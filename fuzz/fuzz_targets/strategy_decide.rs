#![no_main]

extern crate arbitrary;
extern crate holdem_ai;
extern crate libfuzzer_sys;

use holdem_ai::ai::{
    DecisionContext, OpponentModel, OpponentView, Personality, PlayerAction, PlayerInfo,
    PositionCategory, PotStatus, Strategy, V2Strategy,
};
use holdem_ai::core::{Card, CardBitSet, Pocket};
use libfuzzer_sys::fuzz_target;

#[derive(Debug, Clone, arbitrary::Arbitrary)]
struct DecideInput {
    pub cards: [u8; 7],
    pub board_len: u8,
    pub pot_status: PotStatus,
    pub position: PositionCategory,
    pub chips: u16,
    pub pot: u16,
    pub to_call: u16,
    pub big_blind: u8,
    pub opponents: u8,
    pub yet_to_act: u8,
    pub has_acted: bool,
    pub tightness: u8,
    pub aggression: u8,
    pub seed: u64,
}

fuzz_target!(|input: DecideInput| {
    let mut cards = CardBitSet::new();
    let mut dealt = Vec::new();
    for c in input.cards {
        let card = match Card::from_index(c as usize % 52) {
            Some(card) => card,
            None => return,
        };
        if !cards.insert(card) {
            return;
        }
        dealt.push(card);
    }
    let pocket = match Pocket::new(dealt[0], dealt[1]) {
        Some(p) => p,
        None => return,
    };
    let board_len = match input.board_len % 4 {
        0 => 0,
        n => n as usize + 2,
    };
    let community: CardBitSet = dealt[2..2 + board_len].iter().copied().collect();

    let model = OpponentModel::new();
    let player = PlayerInfo::new(0, "fuzz", input.chips as u32);
    let mut ctx = match DecisionContext::new(pocket, community, player, input.big_blind as u32) {
        Ok(ctx) => ctx,
        Err(_) => return,
    };
    let opponents = (input.opponents % 9 + 1) as usize;
    ctx.pot_status = input.pot_status;
    ctx.position = input.position;
    ctx.pot = input.pot as u32;
    ctx.to_call = input.to_call as u32;
    ctx.players_with_cards = opponents + 1;
    ctx.players_yet_to_act = input.yet_to_act as usize % (opponents + 1);
    ctx.has_acted_this_round = input.has_acted;
    ctx.opponents = (1..=opponents)
        .map(|seat| {
            let player = PlayerInfo::new(seat, format!("villain {seat}"), input.chips as u32);
            OpponentView::new(player, PositionCategory::Late, &model)
        })
        .collect();

    let personality = Personality {
        tightness: input.tightness as f32 / 255.0,
        aggression: input.aggression as f32 / 255.0,
        ..Default::default()
    };
    let mut strategy = V2Strategy::new(personality, Some(input.seed));
    let decision = strategy.decide(&ctx).unwrap();

    let room = ctx.player.chips.saturating_sub(ctx.to_call);
    match decision.action {
        PlayerAction::Raise(amount) => {
            assert!(amount > 0);
            assert!(amount <= room);
            assert_eq!(amount, decision.amount);
        }
        PlayerAction::Fold => assert!(ctx.to_call > 0),
        PlayerAction::Check => assert_eq!(0, ctx.to_call),
        PlayerAction::Call => assert!(ctx.to_call > 0),
    }
});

EXERCISE PROMPT
Copy exactly the lines from the one with "let model = OpponentModel::new();" through the last line of the material, keeping both ends.

ANSWER BOX
    let model = OpponentModel::new();
    let player = PlayerInfo::new(0, "fuzz", input.chips as u32);
    let mut ctx = match DecisionContext::new(pocket, community, player, input.big_blind as u32) {
        Ok(ctx) => ctx,
        Err(_) => return,
    };
    let opponents = (input.opponents % 9 + 1) as usize;
    ctx.pot_status = input.pot_status;
    ctx.position = input.position;
    ctx.pot = input.pot as u32;
    ctx.to_call = input.to_call as u32;
    ctx.players_with_cards = opponents + 1;
    ctx.players_yet_to_act = input.yet_to_act as usize % (opponents + 1);
    ctx.has_acted_this_round = input.has_acted;
    ctx.opponents = (1..=opponents)
        .map(|seat| {
            let player = PlayerInfo::new(seat, format!("villain {seat}"), input.chips as u32);
            OpponentView::new(player, PositionCategory::Late, &model)
        })
        .collect();

    let personality = Personality {
        tightness: input.tightness as f32 / 255.0,
        aggression: input.aggression as f32 / 255.0,
        ..Default::default()
    };
    let mut strategy = V2Strategy::new(personality, Some(input.seed));
    let decision = strategy.decide(&ctx).unwrap();

    let room = ctx.player.chips.saturating_sub(ctx.to_call);
    match decision.action {
        PlayerAction::Raise(amount) => {
            assert!(amount > 0);
            assert!(amount <= room);
            assert_eq!(amount, decision.amount);
        }
        PlayerAction::Fold => assert!(ctx.to_call > 0),
        PlayerAction::Check => assert_eq!(0, ctx.to_call),
        PlayerAction::Call => assert!(ctx.to_call > 0),
    }
});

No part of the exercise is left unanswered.